Se tomó el Evangelio al pie de la letra. La fe engendra una certeza absoluta, indiscutible, superior a cualquier certeza humana. Así lo aprendió del aquinatense. «Creo más en la divina Providencia, que en la existencia de la ciudad de Turín». Pues, como es así, el Evangelio no puede fallar. ¿No dijo el Señor que valemos más que los lirios del campo que Dios viste y que los pájaros del cielo que Dios alimenta? Pues, a los hombres desgraciados más necesitados no los abandonará. Y cuanto más falta, más amplía su obra, con una sencillez que pone los pelos de punta: «A la divina Providencia le da igual mantener a quinientos que a cinco mil». Por esos derroteros iba su cabeza y por fe actuaba contra toda lógica humana. Más de una vez descubrió que, si Dios no le estaba dando los recursos imprescindibles, era porque aún quedaba en ese momento una cama vacía; entonces, la táctica era inapelable: «¡Aceptaremos más pobres!». Por la seca y estricta fe vivió en absoluta despreocupación, y menos sensibilizado por el mañana, porque «si la divina Providencia nos ha de dar, es necesario que la casa esté vacía».
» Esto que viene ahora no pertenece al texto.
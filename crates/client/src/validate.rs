//! Schema validation for raw upstream records.
//!
//! [`validate`] never fails. A well-formed record comes back as
//! [`Validation::Valid`], one with recoverable gaps as
//! [`Validation::Repaired`] with the list of fixes applied, and anything that
//! is not a JSON object as [`Validation::Rejected`] carrying a synthesized
//! placeholder. Every variant yields a usable [`ContentRecord`].

use chrono::{DateTime, NaiveDateTime, Utc};
use folio_core::ContentRecord;
use scraper::Html;
use serde_json::{Map, Value};
use std::fmt;
use std::sync::atomic::{AtomicU64, Ordering};

/// Title given to records that arrive without one.
pub const UNTITLED: &str = "Untitled";

/// Words kept when an excerpt is derived from the body.
pub const EXCERPT_WORDS: usize = 55;

static SEQUENCE: AtomicU64 = AtomicU64::new(0);

/// A single fix applied while validating a record.
#[derive(Debug, Clone, Copy, PartialEq, Eq)]
pub enum RepairReason {
    MissingId,
    MissingTitle,
    MissingSlug,
    InvalidSlug,
    MissingDate,
    InvalidDate,
    MissingBody,
}

impl fmt::Display for RepairReason {
    fn fmt(&self, f: &mut fmt::Formatter<'_>) -> fmt::Result {
        let text = match self {
            RepairReason::MissingId => "missing id",
            RepairReason::MissingTitle => "missing title",
            RepairReason::MissingSlug => "missing slug",
            RepairReason::InvalidSlug => "slug not url-safe",
            RepairReason::MissingDate => "missing date",
            RepairReason::InvalidDate => "unparseable date",
            RepairReason::MissingBody => "missing body",
        };
        f.write_str(text)
    }
}

/// Outcome of validating one raw record.
#[derive(Debug, Clone, PartialEq)]
pub enum Validation {
    Valid(ContentRecord),
    Repaired { record: ContentRecord, reasons: Vec<RepairReason> },
    Rejected { placeholder: ContentRecord, reason: String },
}

impl Validation {
    pub fn record(&self) -> &ContentRecord {
        match self {
            Validation::Valid(record) | Validation::Repaired { record, .. } => record,
            Validation::Rejected { placeholder, .. } => placeholder,
        }
    }

    pub fn into_record(self) -> ContentRecord {
        match self {
            Validation::Valid(record) | Validation::Repaired { record, .. } => record,
            Validation::Rejected { placeholder, .. } => placeholder,
        }
    }

    pub fn is_valid(&self) -> bool {
        matches!(self, Validation::Valid(_))
    }
}

/// Validate a raw record, repairing or replacing it as needed.
pub fn validate(raw: &Value, now: DateTime<Utc>) -> Validation {
    let Some(object) = raw.as_object() else {
        return Validation::Rejected {
            placeholder: placeholder(now),
            reason: format!("expected an object, got {}", kind_of(raw)),
        };
    };

    let mut reasons = Vec::new();

    let id = match object.get("id").and_then(as_id) {
        Some(id) => id,
        None => {
            reasons.push(RepairReason::MissingId);
            synthetic_id(now)
        }
    };

    let title = match rendered(object, "title") {
        Some(title) if !title.trim().is_empty() => title,
        _ => {
            reasons.push(RepairReason::MissingTitle);
            UNTITLED.to_string()
        }
    };

    let slug = match object.get("slug").and_then(Value::as_str).map(str::trim) {
        Some(slug) if is_url_safe(slug) => slug.to_string(),
        Some(slug) => match slugify(slug) {
            Some(clean) => {
                reasons.push(RepairReason::InvalidSlug);
                clean
            }
            None => {
                reasons.push(RepairReason::MissingSlug);
                synthetic_slug(now)
            }
        },
        None => {
            reasons.push(RepairReason::MissingSlug);
            synthetic_slug(now)
        }
    };

    let date = match first_present(object, &["date_gmt", "date"]) {
        Some(raw_date) => parse_timestamp(raw_date).unwrap_or_else(|| {
            reasons.push(RepairReason::InvalidDate);
            now
        }),
        None => {
            reasons.push(RepairReason::MissingDate);
            now
        }
    };

    let modified = first_present(object, &["modified_gmt", "modified"]).and_then(parse_timestamp);

    let body = match rendered(object, "content").or_else(|| rendered(object, "body")) {
        Some(body) => body,
        None => {
            reasons.push(RepairReason::MissingBody);
            String::new()
        }
    };

    let excerpt = match rendered(object, "excerpt") {
        Some(excerpt) if !excerpt.trim().is_empty() => excerpt,
        _ => derive_excerpt(&body),
    };

    let record = ContentRecord {
        id,
        date,
        modified,
        slug,
        title,
        body,
        excerpt,
        categories: id_list(object.get("categories")),
        tags: id_list(object.get("tags")),
    };

    if reasons.is_empty() { Validation::Valid(record) } else { Validation::Repaired { record, reasons } }
}

/// Validate every element of a JSON array payload.
///
/// Logs repaired and rejected records; the output has one record per input
/// element.
pub fn validate_all(items: &[Value], now: DateTime<Utc>) -> Vec<ContentRecord> {
    items
        .iter()
        .map(|raw| {
            let validation = validate(raw, now);
            match &validation {
                Validation::Valid(_) => {}
                Validation::Repaired { record, reasons } => {
                    let reasons: Vec<String> = reasons.iter().map(ToString::to_string).collect();
                    tracing::debug!(id = record.id, slug = %record.slug, ?reasons, "repaired record");
                }
                Validation::Rejected { placeholder, reason } => {
                    tracing::warn!(id = placeholder.id, %reason, "rejected record, using placeholder");
                }
            }
            validation.into_record()
        })
        .collect()
}

fn placeholder(now: DateTime<Utc>) -> ContentRecord {
    ContentRecord {
        id: synthetic_id(now),
        date: now,
        modified: None,
        slug: synthetic_slug(now),
        title: UNTITLED.to_string(),
        body: String::new(),
        excerpt: String::new(),
        categories: Vec::new(),
        tags: Vec::new(),
    }
}

fn next_sequence() -> u64 {
    SEQUENCE.fetch_add(1, Ordering::Relaxed)
}

/// Negative so it never collides with an upstream id.
fn synthetic_id(now: DateTime<Utc>) -> i64 {
    let seq = (next_sequence() % 1000) as i64;
    -(now.timestamp_millis().saturating_mul(1000).saturating_add(seq)).max(1)
}

/// `post-<unix-millis>-<sequence>`
fn synthetic_slug(now: DateTime<Utc>) -> String {
    format!("post-{}-{}", now.timestamp_millis(), next_sequence())
}

fn kind_of(value: &Value) -> &'static str {
    match value {
        Value::Null => "null",
        Value::Bool(_) => "a boolean",
        Value::Number(_) => "a number",
        Value::String(_) => "a string",
        Value::Array(_) => "an array",
        Value::Object(_) => "an object",
    }
}

fn as_id(value: &Value) -> Option<i64> {
    match value {
        Value::Number(n) => n.as_i64(),
        Value::String(s) => s.trim().parse().ok(),
        _ => None,
    }
}

/// Read `field` either as `{ "rendered": "..." }` or as a plain string.
fn rendered(object: &Map<String, Value>, field: &str) -> Option<String> {
    match object.get(field)? {
        Value::String(s) => Some(s.clone()),
        Value::Object(inner) => inner.get("rendered").and_then(Value::as_str).map(str::to_string),
        _ => None,
    }
}

fn first_present<'a>(object: &'a Map<String, Value>, fields: &[&str]) -> Option<&'a str> {
    fields.iter().find_map(|field| object.get(*field).and_then(Value::as_str).filter(|s| !s.trim().is_empty()))
}

/// RFC 3339, or a zone-less `YYYY-MM-DDTHH:MM:SS` read as UTC.
fn parse_timestamp(raw: &str) -> Option<DateTime<Utc>> {
    let raw = raw.trim();
    if let Ok(parsed) = DateTime::parse_from_rfc3339(raw) {
        return Some(parsed.with_timezone(&Utc));
    }
    ["%Y-%m-%dT%H:%M:%S", "%Y-%m-%d %H:%M:%S", "%Y-%m-%dT%H:%M:%S%.f"]
        .iter()
        .find_map(|format| NaiveDateTime::parse_from_str(raw, format).ok())
        .map(|naive| naive.and_utc())
}

fn is_url_safe(slug: &str) -> bool {
    !slug.is_empty()
        && slug
            .chars()
            .all(|c| c.is_ascii_alphanumeric() || matches!(c, '-' | '_' | '%' | '.') || (!c.is_ascii() && c.is_alphanumeric()))
}

fn slugify(raw: &str) -> Option<String> {
    let mut slug = String::with_capacity(raw.len());
    for c in raw.chars().flat_map(char::to_lowercase) {
        if c.is_alphanumeric() {
            slug.push(c);
        } else if !slug.ends_with('-') && !slug.is_empty() {
            slug.push('-');
        }
    }
    let slug = slug.trim_end_matches('-').to_string();
    (!slug.is_empty()).then_some(slug)
}

fn id_list(value: Option<&Value>) -> Vec<i64> {
    value.and_then(Value::as_array).map(|items| items.iter().filter_map(as_id).collect()).unwrap_or_default()
}

/// First [`EXCERPT_WORDS`] words of the body's text, with an ellipsis when cut.
pub fn derive_excerpt(body: &str) -> String {
    if body.trim().is_empty() {
        return String::new();
    }
    let fragment = Html::parse_fragment(body);
    let text: String = fragment.root_element().text().collect::<Vec<_>>().join(" ");
    let words: Vec<&str> = text.split_whitespace().collect();

    if words.len() > EXCERPT_WORDS {
        format!("{}\u{2026}", words[..EXCERPT_WORDS].join(" "))
    } else {
        words.join(" ")
    }
}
Su temor y su cruz venía por otro camino: Que los suyos redujeran la fe en la Providencia y por ello volvieran secas las fuentes de la gracia. Eso sólo pasaría si perdieran el convencimiento de ser unos hijos de un Padre bueno que nos ama y que lo puede todo y que dice la verdad cuando afirma: «Buscad primero el Reino de Dios y su justicia y todo lo demás se os dará por añadidura», y «tened fe en Dios. En verdad os digo: quien, sin vacilar en su corazón, sino creyendo que se hará lo que dice, diga a este monte ‘arráncate y tírate al mar’, os obedecerá».
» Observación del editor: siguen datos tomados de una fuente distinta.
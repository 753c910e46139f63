//! Core types and shared functionality for folio-sync.
//!
//! This crate provides:
//! - Persistent key-value cache with SQLite backend and per-family TTLs
//! - Content and bookkeeping records
//! - Unified error types
//! - Configuration structures

pub mod cache;
pub mod clock;
pub mod config;
pub mod error;
pub mod model;

pub use cache::{CacheDb, CacheFamily, CachePolicy, CacheStore, KvStore};
pub use clock::{Clock, ManualClock, SystemClock};
pub use config::{AppConfig, ConfigError};
pub use error::Error;
pub use model::{AvailabilityRecord, ContentRecord, LocalSyncSnapshot, Post, StatusLevel, StatusSignal};
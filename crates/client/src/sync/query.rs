//! Request and result shapes for paged content fetches.

use folio_core::cache::compute_cache_key;
use folio_core::{ContentRecord, Error};
use serde::{Deserialize, Serialize};

/// Largest page size any tier is asked for.
pub const MAX_PER_PAGE: u32 = 100;

/// Parameters of one paged listing request.
#[derive(Debug, Clone, PartialEq, Eq, Serialize, Deserialize)]
pub struct PageQuery {
    pub page: u32,
    pub per_page: u32,
    #[serde(default, skip_serializing_if = "Option::is_none")]
    pub category: Option<i64>,
    #[serde(default, skip_serializing_if = "Option::is_none")]
    pub tag: Option<i64>,
    #[serde(default, skip_serializing_if = "Option::is_none")]
    pub search: Option<String>,
    #[serde(default, skip_serializing_if = "Option::is_none")]
    pub slug: Option<String>,
    /// Restrict upstream responses to these record fields.
    #[serde(default, skip_serializing_if = "Option::is_none")]
    pub fields: Option<Vec<String>>,
    /// Skip cache reads and the availability short-circuit. Not part of the
    /// cache key.
    #[serde(skip)]
    pub bypass_cache: bool,
}

impl PageQuery {
    pub fn new(page: u32, per_page: u32) -> Self {
        Self { page, per_page, category: None, tag: None, search: None, slug: None, fields: None, bypass_cache: false }
    }

    /// Single-record lookup by slug.
    pub fn by_slug(slug: impl Into<String>) -> Self {
        Self { slug: Some(slug.into()), ..Self::new(1, 1) }
    }

    pub fn with_category(mut self, category: i64) -> Self {
        self.category = Some(category);
        self
    }

    pub fn with_tag(mut self, tag: i64) -> Self {
        self.tag = Some(tag);
        self
    }

    pub fn with_search(mut self, search: impl Into<String>) -> Self {
        self.search = Some(search.into());
        self
    }

    pub fn with_fields(mut self, fields: &[&str]) -> Self {
        self.fields = Some(fields.iter().map(|f| f.to_string()).collect());
        self
    }

    pub fn bypassing_cache(mut self) -> Self {
        self.bypass_cache = true;
        self
    }

    /// Clamp paging into range and drop blank filters.
    pub fn normalized(mut self) -> Self {
        self.page = self.page.max(1);
        self.per_page = self.per_page.clamp(1, MAX_PER_PAGE);
        self.search = self.search.map(|s| s.trim().to_string()).filter(|s| !s.is_empty());
        self.slug = self.slug.map(|s| s.trim().to_string()).filter(|s| !s.is_empty());
        self
    }

    /// Deterministic key for this request within `namespace`.
    pub fn cache_key(&self, namespace: &str) -> Result<String, Error> {
        compute_cache_key(namespace, self)
    }

    /// Comma-joined `_fields` value for upstream requests.
    pub fn fields_param(&self) -> Option<String> {
        self.fields.as_ref().filter(|f| !f.is_empty()).map(|f| f.join(","))
    }

    /// Zero-based offset of the first record on this page.
    pub fn offset(&self) -> usize {
        (self.page.saturating_sub(1) as usize).saturating_mul(self.per_page as usize)
    }
}

/// Which tier produced a [`PageResult`].
#[derive(Debug, Clone, Copy, PartialEq, Eq, Serialize, Deserialize)]
#[serde(rename_all = "snake_case")]
pub enum Origin {
    Source,
    Cache,
    Snapshot,
    Mirror,
    Empty,
}

/// One page of validated records.
#[derive(Debug, Clone, PartialEq, Serialize, Deserialize)]
pub struct PageResult {
    pub records: Vec<ContentRecord>,
    pub total_pages: u64,
    pub total: u64,
    pub origin: Origin,
    /// Base URL of the tier that answered, when it was a network tier.
    #[serde(default)]
    pub source: Option<String>,
}

impl PageResult {
    /// The terminal result when every tier failed.
    pub fn empty() -> Self {
        Self { records: Vec::new(), total_pages: 0, total: 0, origin: Origin::Empty, source: None }
    }

    /// Served from the local snapshot or the mirror instead of a live source.
    pub fn is_degraded(&self) -> bool {
        matches!(self.origin, Origin::Snapshot | Origin::Mirror)
    }

    pub fn is_fallback(&self) -> bool {
        self.origin == Origin::Mirror
    }

    /// Estimate totals from a page's shape when the tier reports none.
    ///
    /// A full page implies at least one more page.
    pub fn estimate_totals(query: &PageQuery, returned: usize, has_more: Option<bool>) -> (u64, u64) {
        let seen = (query.offset() + returned) as u64;
        if seen == 0 {
            return (0, 0);
        }
        let page = u64::from(query.page);
        let more = has_more.unwrap_or(returned >= query.per_page as usize);
        if more { (page + 1, seen + 1) } else { (page, seen) }
    }
}

#[cfg(test)]
mod tests {
    use super::*;

    #[test]
    fn test_normalized_clamps() {
        let query = PageQuery { search: Some("   ".into()), ..PageQuery::new(0, 500) }.normalized();
        assert_eq!(query.page, 1);
        assert_eq!(query.per_page, MAX_PER_PAGE);
        assert_eq!(query.search, None);
    }

    #[test]
    fn test_cache_key_ignores_bypass_flag() {
        let plain = PageQuery::new(2, 10).with_category(4);
        let bypass = plain.clone().bypassing_cache();
        assert_eq!(plain.cache_key("page").unwrap(), bypass.cache_key("page").unwrap());
    }

    #[test]
    fn test_cache_key_varies_with_filters() {
        let a = PageQuery::new(1, 10).with_tag(3).cache_key("page").unwrap();
        let b = PageQuery::new(1, 10).with_tag(4).cache_key("page").unwrap();
        let c = PageQuery::new(1, 10).with_tag(3).cache_key("posts").unwrap();
        assert_ne!(a, b);
        assert_ne!(a, c);
    }

    #[test]
    fn test_fields_param() {
        assert_eq!(PageQuery::new(1, 5).fields_param(), None);
        let query = PageQuery::new(1, 5).with_fields(&["id", "slug"]);
        assert_eq!(query.fields_param().as_deref(), Some("id,slug"));
    }

    #[test]
    fn test_estimate_totals() {
        let query = PageQuery::new(2, 10);
        assert_eq!(PageResult::estimate_totals(&query, 10, None), (3, 21));
        assert_eq!(PageResult::estimate_totals(&query, 4, None), (2, 14));
        assert_eq!(PageResult::estimate_totals(&query, 10, Some(false)), (2, 20));
        assert_eq!(PageResult::estimate_totals(&PageQuery::new(1, 10), 0, None), (0, 0));
    }

    #[test]
    fn test_empty_result() {
        let empty = PageResult::empty();
        assert!(empty.records.is_empty());
        assert_eq!((empty.total_pages, empty.total), (0, 0));
        assert!(!empty.is_degraded());
    }
}
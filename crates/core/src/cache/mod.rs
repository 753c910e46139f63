//! SQLite-backed persistent cache.
//!
//! This module provides the storage side of the sync layer:
//!
//! - A string key-value table accessed through tokio-rusqlite ([`KvStore`])
//! - Automatic schema migrations and WAL mode
//! - A family-aware [`CacheStore`] with per-family TTLs and lazy eviction
//! - Deterministic cache key hashing

pub mod connection;
pub mod hash;
pub mod kv;
pub mod migrations;
pub mod store;

pub use crate::Error;

pub use connection::CacheDb;
pub use hash::compute_cache_key;
pub use kv::KvStore;
pub use store::{CacheEntry, CacheFamily, CachePolicy, CacheStore};
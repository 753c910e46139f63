//! Unified error types for folio-sync.
//!
//! Every variant carries a machine-readable prefix so log lines and tool
//! responses can be matched without parsing free text.

use rmcp::model::{ErrorCode, ErrorData as McpError};
use tokio_rusqlite::rusqlite;

/// Unified error type shared by the storage, fetch and sync layers.
#[derive(Debug, thiserror::Error)]
pub enum Error {
    /// Invalid input parameters (e.g., page 0).
    #[error("INVALID_INPUT: {0}")]
    InvalidInput(String),

    /// A configured or derived URL could not be used.
    #[error("INVALID_URL: {0}")]
    InvalidUrl(String),

    /// Request exceeded its time budget.
    #[error("FETCH_TIMEOUT: {0}")]
    FetchTimeout(String),

    /// Network failure or non-success HTTP status.
    #[error("HTTP_ERROR: {0}")]
    HttpError(String),

    /// Response did not declare a JSON content type.
    #[error("BAD_CONTENT_TYPE: {0}")]
    BadContentType(String),

    /// Response body did not have the expected shape.
    #[error("MALFORMED_PAYLOAD: {0}")]
    MalformedPayload(String),

    /// Response body exceeded the configured byte limit.
    #[error("FETCH_TOO_LARGE: {0}")]
    FetchTooLarge(String),

    /// No tier produced the requested item.
    #[error("NOT_FOUND: {0}")]
    NotFound(String),

    /// The tier has nothing configured to try.
    #[error("NO_SOURCES: {0}")]
    NoSources(String),

    /// Database operation failed.
    #[error("CACHE_ERROR: {0}")]
    Database(tokio_rusqlite::Error),

    /// Migration failed to apply.
    #[error("CACHE_ERROR: migration failed: {0}")]
    MigrationFailed(String),

    /// Cache entry could not be encoded or decoded.
    #[error("CACHE_ERROR: serialization failed: {0}")]
    Serialization(String),
}

impl Error {
    /// Whether the failure came from the network side of a tier attempt.
    pub fn is_transient(&self) -> bool {
        matches!(
            self,
            Error::FetchTimeout(_)
                | Error::HttpError(_)
                | Error::BadContentType(_)
                | Error::MalformedPayload(_)
                | Error::FetchTooLarge(_)
        )
    }
}

impl From<tokio_rusqlite::Error<Error>> for Error {
    fn from(err: tokio_rusqlite::Error<Error>) -> Self {
        match err {
            tokio_rusqlite::Error::Error(e) => e,
            tokio_rusqlite::Error::ConnectionClosed => Error::Database(tokio_rusqlite::Error::ConnectionClosed),
            tokio_rusqlite::Error::Close(c) => Error::Database(tokio_rusqlite::Error::Close(c)),
            _ => Error::Database(tokio_rusqlite::Error::ConnectionClosed),
        }
    }
}

impl From<tokio_rusqlite::Error<rusqlite::Error>> for Error {
    fn from(err: tokio_rusqlite::Error<rusqlite::Error>) -> Self {
        Error::Database(err)
    }
}

impl From<rusqlite::Error> for Error {
    fn from(err: rusqlite::Error) -> Self {
        Error::Database(tokio_rusqlite::Error::Error(err))
    }
}

impl From<serde_json::Error> for Error {
    fn from(err: serde_json::Error) -> Self {
        Error::Serialization(err.to_string())
    }
}

impl From<Error> for McpError {
    fn from(err: Error) -> Self {
        let (code, message) = match &err {
            Error::InvalidInput(msg) => (-32602, msg.clone()),
            Error::NotFound(msg) => (-32001, msg.clone()),
            Error::InvalidUrl(msg) => (-32003, msg.clone()),
            Error::FetchTimeout(msg) => (-32006, msg.clone()),
            Error::FetchTooLarge(msg) => (-32007, msg.clone()),
            Error::HttpError(msg) => (-32008, msg.clone()),
            Error::BadContentType(msg) => (-32009, msg.clone()),
            Error::MalformedPayload(msg) => (-32010, msg.clone()),
            Error::NoSources(msg) => (-32011, msg.clone()),
            Error::Database(e) => (-32002, e.to_string()),
            Error::MigrationFailed(msg) => (-32002, msg.clone()),
            Error::Serialization(msg) => (-32002, msg.clone()),
        };

        McpError { code: ErrorCode(code), message: message.into(), data: None }
    }
}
José Benito Cottolengo, el que se divertía gastando todo lo que Dios le mandaba para los pobres, simplificó su carisma en dos parámetros: no llevar cuenta de lo que se hace  –«Dios tiene mejor contaduría que la de nuestros libros»–,  y no rezar por ninguna intención concreta y determinada, salvo por agradar a Dios. ¡Por eso no faltaba jamás el Deo gratias de la perenne adoración eucarística!

En los Cottolengo nunca ha faltado el pan que llega sólo de la pública caridad. El sentido práctico a la hora de recoger a los que todo el mundo rechaza por los motivos más justificados –porque son enfermos incurables, sordomudos, epilépticos, cancerosos, niños idiotas, y así–  se opone a esta idea con sensatez; si se añade que esto se hace sin dinero y sin fondos de previsión, y que, además, no va a servir para nada, la catástrofe es segura e inminente. Pero a José Benito, lleno de caridad, le bastaba decir, convencido, que «el banco de la divina Providencia no conoce la bancarrota».